[Stored items]
_ _ _

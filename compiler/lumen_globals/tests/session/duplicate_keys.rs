//! Two known intrinsics may never share a linkage key.

use std::sync::Arc;

use lumen_globals::{GlobalsConfig, IntrinsicId, KnownIntrinsicTable, INTRINSICS};

use super::support::session;

#[test]
#[should_panic(expected = "duplicate known intrinsic")]
fn re_registering_a_table_row_is_fatal() {
    let g = session(GlobalsConfig::default());
    g.register(&INTRINSICS[IntrinsicId::Raise.index()]);
}

#[test]
fn other_intrinsics_may_be_registered_repeatedly() {
    let g = session(GlobalsConfig::default());
    let def = &INTRINSICS[IntrinsicId::AdditionDynamic.index()];
    let first = g.register(def);
    let second = g.register(def);
    assert_eq!(first, second);
    assert!(!Arc::ptr_eq(&first, &second));
}

fn clash(first_id: IntrinsicId, second_id: IntrinsicId) {
    let g = session(GlobalsConfig::default());
    let mut first = g.make_other_intrinsic(IntrinsicId::Fst);
    first.id = first_id;
    let mut second = first.clone();
    second.id = second_id;

    let table = KnownIntrinsicTable::new();
    table.insert(Arc::new(first));
    table.insert(Arc::new(second));
}

#[test]
#[should_panic(expected = "share linkage key")]
fn clash_detected_in_one_order() {
    clash(IntrinsicId::Fst, IntrinsicId::Snd);
}

#[test]
#[should_panic(expected = "share linkage key")]
fn clash_detected_in_the_other_order() {
    clash(IntrinsicId::Snd, IntrinsicId::Fst);
}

_ _ _

▶ _WORK REQUIRED_
From the opening line of the data above through the line that contains "let first = g.register(def);", please print each line as it stands and only those lines.

▶ _WRITTEN ANSWER_
filename compiler/lumen_globals/tests/session/duplicate_keys.rs
//! Two known intrinsics may never share a linkage key.

use std::sync::Arc;

use lumen_globals::{GlobalsConfig, IntrinsicId, KnownIntrinsicTable, INTRINSICS};

use super::support::session;

#[test]
#[should_panic(expected = "duplicate known intrinsic")]
fn re_registering_a_table_row_is_fatal() {
    let g = session(GlobalsConfig::default());
    g.register(&INTRINSICS[IntrinsicId::Raise.index()]);
}

#[test]
fn other_intrinsics_may_be_registered_repeatedly() {
    let g = session(GlobalsConfig::default());
    let def = &INTRINSICS[IntrinsicId::AdditionDynamic.index()];
    let first = g.register(def);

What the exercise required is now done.